9. En second lieu, il résulte de ce qui précède que Mme A n'établit pas que la décision portant refus d'admission au séjour serait illégale. Par suite, le moyen tiré de ce que la décision portant obligation de quitter le territoire français serait illégale, par voie de conséquence, de l'illégalité de la décision portant refus d'admission au séjour, doit être écarté.

Sur la décision fixant le pays de renvoi :

10. Il résulte de ce qui précède que Mme A n'établit pas que la décision portant obligation de quitter le territoire français serait illégale. Par suite, le moyen tiré de ce que la décision fixant le pays de destination serait illégale, par voie de conséquence, de l'illégalité de la décision portant obligation de quitter le territoire français, doit être écarté.

11. Il résulte de tout ce qui précède que les conclusions à fin d'annulation de Mme A doivent être rejetées.
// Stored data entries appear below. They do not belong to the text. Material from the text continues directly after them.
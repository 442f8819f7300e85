//! Abstract syntax tree consumed by the interpreter.
//!
//! Produced by an external OpenQASM 3 parser; every field is already
//! syntactically validated. Index expressions stay unevaluated here and are
//! reduced to [`crate::identifier::Identifier`]s during the walk.

use serde::{Deserialize, Serialize};

/// A complete program.
#[derive(Debug, Clone, Default, Serialize, Deserialize)]
pub struct Program {
    /// Version from the `OPENQASM` header, if present.
    pub version: Option<String>,
    /// Top-level statements.
    pub statements: Vec<Statement>,
}

impl Program {
    pub fn new(statements: Vec<Statement>) -> Self {
        Self {
            version: Some("3.0".into()),
            statements,
        }
    }
}

/// A statement.
#[derive(Debug, Clone, Serialize, Deserialize)]
pub enum Statement {
    /// `include "file";`
    Include(String),

    /// `qubit[n] name;` or `qubit name;`
    QubitDecl {
        name: String,
        size: Option<Expression>,
    },

    /// `type name;` or `type name = init;`
    ClassicalDecl {
        ty: TypeExpr,
        name: String,
        init: Option<Expression>,
    },

    /// `const type name = value;`
    ConstDecl {
        ty: TypeExpr,
        name: String,
        value: Expression,
    },

    /// `input type name;`
    InputDecl { ty: TypeExpr, name: String },

    /// `let name = target;`
    Alias { name: String, target: Operand },

    /// `target op= value;`
    Assignment {
        target: Operand,
        op: AssignOp,
        value: Expression,
    },

    /// `gate name(params) qubits { body }`
    GateDef(GateDefinition),

    /// `def name(args) -> type { body }`
    SubroutineDef(SubroutineDefinition),

    /// Gate application.
    Gate(GateCall),

    /// `modifiers gphase(phase) qubits;`
    GPhase {
        modifiers: Vec<GateModifier>,
        phase: Expression,
        qubits: Vec<Operand>,
    },

    /// `measure q -> c;` or bare `measure q;`
    Measure {
        qubits: Operand,
        target: Option<Operand>,
    },

    /// `reset q;`
    Reset { qubits: Vec<Operand> },

    /// `barrier q;`
    Barrier { qubits: Vec<Operand> },

    /// `{ ... }`
    Block(Vec<Statement>),

    /// If statement.
    If {
        condition: Expression,
        then_body: Vec<Statement>,
        else_body: Option<Vec<Statement>>,
    },

    /// `for type variable in iterable { body }`
    For {
        ty: TypeExpr,
        variable: String,
        iterable: ForIterable,
        body: Vec<Statement>,
    },

    /// While loop.
    While {
        condition: Expression,
        body: Vec<Statement>,
    },

    Break,
    Continue,

    /// `return;` or `return value;`
    Return(Option<Expression>),

    /// Expression evaluated for its effect, such as a subroutine call.
    Expression(Expression),

    /// `#pragma body` with the leading keyword stripped.
    Pragma(String),
}

/// A gate definition.
#[derive(Debug, Clone, Serialize, Deserialize)]
pub struct GateDefinition {
    pub name: String,
    /// Formal angle parameters.
    pub params: Vec<String>,
    /// Formal qubit arguments.
    pub qubits: Vec<String>,
    pub body: Vec<Statement>,
}

/// A subroutine argument.
#[derive(Debug, Clone, Serialize, Deserialize)]
pub enum SubroutineArg {
    /// Classical argument, passed by value.
    Classical { ty: TypeExpr, name: String },
    /// Qubit argument, passed by alias.
    Qubit {
        name: String,
        size: Option<Expression>,
    },
}

impl SubroutineArg {
    pub fn name(&self) -> &str {
        match self {
            SubroutineArg::Classical { name, .. } | SubroutineArg::Qubit { name, .. } => name,
        }
    }
}

/// A subroutine definition.
#[derive(Debug, Clone, Serialize, Deserialize)]
pub struct SubroutineDefinition {
    pub name: String,
    pub args: Vec<SubroutineArg>,
    pub return_type: Option<TypeExpr>,
    pub body: Vec<Statement>,
}

/// A gate call.
#[derive(Debug, Clone, Serialize, Deserialize)]
pub struct GateCall {
    /// Gate name.
    pub name: String,
    /// Gate parameters (angles, etc.).
    pub params: Vec<Expression>,
    /// Qubit operands.
    pub qubits: Vec<Operand>,
    /// Modifiers in written order.
    pub modifiers: Vec<GateModifier>,
}

impl GateCall {
    pub fn new(name: impl Into<String>, qubits: Vec<Operand>) -> Self {
        Self {
            name: name.into(),
            params: vec![],
            qubits,
            modifiers: vec![],
        }
    }

    #[must_use]
    pub fn with_params(mut self, params: Vec<Expression>) -> Self {
        self.params = params;
        self
    }

    #[must_use]
    pub fn with_modifiers(mut self, modifiers: Vec<GateModifier>) -> Self {
        self.modifiers = modifiers;
        self
    }
}

/// Gate modifier.
#[derive(Debug, Clone, Serialize, Deserialize)]
pub enum GateModifier {
    /// `inv @`
    Inv,
    /// `pow(k) @`
    Pow(Expression),
    /// `ctrl(n) @`
    Ctrl(Option<Expression>),
    /// `negctrl(n) @`
    NegCtrl(Option<Expression>),
}

/// A name with optional index expressions, such as `q`, `q[1]`, `q[0:2][1]`.
#[derive(Debug, Clone, Serialize, Deserialize)]
pub struct Operand {
    pub name: String,
    pub indices: Vec<IndexElement>,
}

impl Operand {
    /// A bare name.
    pub fn name(name: impl Into<String>) -> Self {
        Self {
            name: name.into(),
            indices: vec![],
        }
    }

    /// A name with a single integer index.
    pub fn indexed(name: impl Into<String>, index: i64) -> Self {
        Self {
            name: name.into(),
            indices: vec![IndexElement::Single(Expression::Int(index))],
        }
    }

    /// Append an index level.
    #[must_use]
    pub fn with_index(mut self, index: IndexElement) -> Self {
        self.indices.push(index);
        self
    }
}

/// One index level in source form.
#[derive(Debug, Clone, Serialize, Deserialize)]
pub enum IndexElement {
    /// `[expr]`
    Single(Expression),
    /// `[start:step:end]`
    Range(RangeExpr),
    /// `[{a, b, c}]`
    Set(Vec<Expression>),
}

/// A range as written in source. The end bound is inclusive.
#[derive(Debug, Clone, Serialize, Deserialize)]
pub struct RangeExpr {
    pub start: Option<Box<Expression>>,
    pub end: Option<Box<Expression>>,
    pub step: Option<Box<Expression>>,
}

impl RangeExpr {
    pub fn new(start: Expression, end: Expression) -> Self {
        Self {
            start: Some(Box::new(start)),
            end: Some(Box::new(end)),
            step: None,
        }
    }

    #[must_use]
    pub fn with_step(mut self, step: Expression) -> Self {
        self.step = Some(Box::new(step));
        self
    }
}

/// What a `for` loop iterates over.
#[derive(Debug, Clone, Serialize, Deserialize)]
pub enum ForIterable {
    Range(RangeExpr),
    Set(Vec<Expression>),
    /// An array or bit-string valued expression.
    Expression(Expression),
}

/// A type as written in a declaration; widths and dimensions are
/// const expressions.
#[derive(Debug, Clone, Serialize, Deserialize)]
pub enum TypeExpr {
    Bool,
    Int(Option<Expression>),
    Uint(Option<Expression>),
    Float(Option<Expression>),
    Angle(Option<Expression>),
    Bit(Option<Expression>),
    Array {
        element: Box<TypeExpr>,
        dims: Vec<Expression>,
    },
}

/// Compound assignment operator.
#[derive(Debug, Clone, Copy, PartialEq, Eq, Serialize, Deserialize)]
pub enum AssignOp {
    Assign,
    Add,
    Sub,
    Mul,
    Div,
}

impl AssignOp {
    /// Binary operator applied before storing, if any.
    pub fn binary(self) -> Option<BinOp> {
        match self {
            AssignOp::Assign => None,
            AssignOp::Add => Some(BinOp::Add),
            AssignOp::Sub => Some(BinOp::Sub),
            AssignOp::Mul => Some(BinOp::Mul),
            AssignOp::Div => Some(BinOp::Div),
        }
    }
}

/// An expression.
#[derive(Debug, Clone, Serialize, Deserialize)]
pub enum Expression {
    /// Integer literal.
    Int(i64),
    /// Float literal.
    Float(f64),
    /// Boolean literal.
    Bool(bool),
    /// Bit-string literal without quotes, such as `0101`.
    BitString(String),
    /// Identifier.
    Identifier(String),
    /// Pi constant.
    Pi,
    /// Tau constant (2π).
    Tau,
    /// Euler's number.
    Euler,
    /// Unary operation.
    Unary { op: UnaryOp, expr: Box<Expression> },
    /// Binary operation.
    BinOp {
        left: Box<Expression>,
        op: BinOp,
        right: Box<Expression>,
    },
    /// Function or subroutine call.
    FnCall { name: String, args: Vec<Expression> },
    /// Index expression: `arr[i]`, `arr[1:3]`, `arr[{0, 2}]`.
    Index {
        target: Box<Expression>,
        index: Vec<IndexElement>,
    },
    /// Cast: `float(x)`, `int[8](y)`.
    Cast {
        ty: Box<TypeExpr>,
        expr: Box<Expression>,
    },
    /// Array literal: `{1, 2, 3}`.
    Array(Vec<Expression>),
    /// `measure q` used as a value.
    Measure(Operand),
}

impl Expression {
    pub fn ident(name: impl Into<String>) -> Self {
        Expression::Identifier(name.into())
    }

    pub fn binary(left: Expression, op: BinOp, right: Expression) -> Self {
        Expression::BinOp {
            left: Box::new(left),
            op,
            right: Box::new(right),
        }
    }

    pub fn call(name: impl Into<String>, args: Vec<Expression>) -> Self {
        Expression::FnCall {
            name: name.into(),
            args,
        }
    }

    /// Try to evaluate as a constant f64 without any context.
    #[allow(clippy::cast_precision_loss)]
    pub fn as_f64(&self) -> Option<f64> {
        match self {
            Expression::Int(v) => Some(*v as f64),
            Expression::Float(v) => Some(*v),
            Expression::Pi => Some(std::f64::consts::PI),
            Expression::Tau => Some(std::f64::consts::TAU),
            Expression::Euler => Some(std::f64::consts::E),
            Expression::Unary {
                op: UnaryOp::Neg,
                expr,
            } => expr.as_f64().map(|v| -v),
            Expression::BinOp { left, op, right } => {
                let l = left.as_f64()?;
                let r = right.as_f64()?;
                Some(match op {
                    BinOp::Add => l + r,
                    BinOp::Sub => l - r,
                    BinOp::Mul => l * r,
                    BinOp::Div => l / r,
                    BinOp::Pow => l.powf(r),
                    _ => return None,
                })
            }
            _ => None,
        }
    }

    /// Names of identifiers read by this expression.
    pub fn identifiers(&self) -> Vec<&str> {
        let mut names = Vec::new();
        self.collect_identifiers(&mut names);
        names
    }

    fn collect_identifiers<'a>(&'a self, names: &mut Vec<&'a str>) {
        match self {
            Expression::Identifier(name) => names.push(name),
            Expression::Unary { expr, .. } | Expression::Cast { expr, .. } => {
                expr.collect_identifiers(names);
            }
            Expression::BinOp { left, right, .. } => {
                left.collect_identifiers(names);
                right.collect_identifiers(names);
            }
            Expression::FnCall { args, .. } | Expression::Array(args) => {
                for arg in args {
                    arg.collect_identifiers(names);
                }
            }
            Expression::Index { target, .. } => target.collect_identifiers(names),
            _ => {}
        }
    }
}

/// Unary operators.
#[derive(Debug, Clone, Copy, PartialEq, Eq, Serialize, Deserialize)]
pub enum UnaryOp {
    /// `-x`
    Neg,
    /// `!x`
    Not,
    /// `~x`
    BitNot,
}

/// Binary operators.
#[derive(Debug, Clone, Copy, PartialEq, Eq, Serialize, Deserialize)]
pub enum BinOp {
    Add,
    Sub,
    Mul,
    Div,
    Mod,
    Pow,
    Eq,
    NotEq,
    Lt,
    LtEq,
    Gt,
    GtEq,
    And,
    Or,
    BitAnd,
    BitOr,
    BitXor,
    LShift,
    RShift,
}

#[cfg(test)]
mod tests {
    use super::*;
    use std::f64::consts::PI;

    #[test]
    fn test_expression_eval() {
        let expr = Expression::binary(Expression::Pi, BinOp::Div, Expression::Int(2));
        let result = expr.as_f64().unwrap();
        assert!((result - PI / 2.0).abs() < 1e-10);
        assert!(Expression::ident("x").as_f64().is_none());
    }

    #[test]
    fn test_identifiers_collected() {
        let expr = Expression::binary(
            Expression::call("sin", vec![Expression::ident("theta")]),
            BinOp::Mul,
            Expression::ident("scale"),
        );
        assert_eq!(expr.identifiers(), vec!["theta", "scale"]);
    }

    #[test]
    fn test_assign_op_binary() {
        assert_eq!(AssignOp::Assign.binary(), None);
        assert_eq!(AssignOp::Div.binary(), Some(BinOp::Div));
    }

    #[test]
    fn test_operand_builders() {
        let op = Operand::name("q").with_index(IndexElement::Range(RangeExpr::new(
            Expression::Int(0),
            Expression::Int(1),
        )));
        assert_eq!(op.indices.len(), 1);
        assert_eq!(Operand::indexed("q", 2).indices.len(), 1);
    }
}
Il en va de même, par voie de conséquence, de ses conclusions à fin d'injonction et d'astreinte et de ses conclusions présentées au titre de l'article L. 761-1 du code de justice administrative et de l'article 37 de la loi du 10 juillet 1991 relative à l'aide juridique.

D E C I D E :

Article 1er : La requête de Mme A est rejetée.

Article 2 : Le présent jugement sera notifié à Mme B A et au préfet de Seine-et-Marne.

Délibéré après l'audience du 22 mai 2025, à laquelle siégeaient :

M. Lalande, président,

Mme Tiennot, première conseillère,

M. Fanjaud, conseiller.

Rendu public par mise à disposition au greffe le 12 juin 2025.

Le rapporteur,

C. FANJAUD Le président,

D. LALANDE

La greffière,

C. BOURGAULT

La République mande et ordonne au préfet de Seine-et-Marne en ce qui le concerne ou à tous commissaires de justice à ce requis en ce qui concerne les voies de droit commun, contre les parties privées, de pourvoir à l'exécution de la présente décision.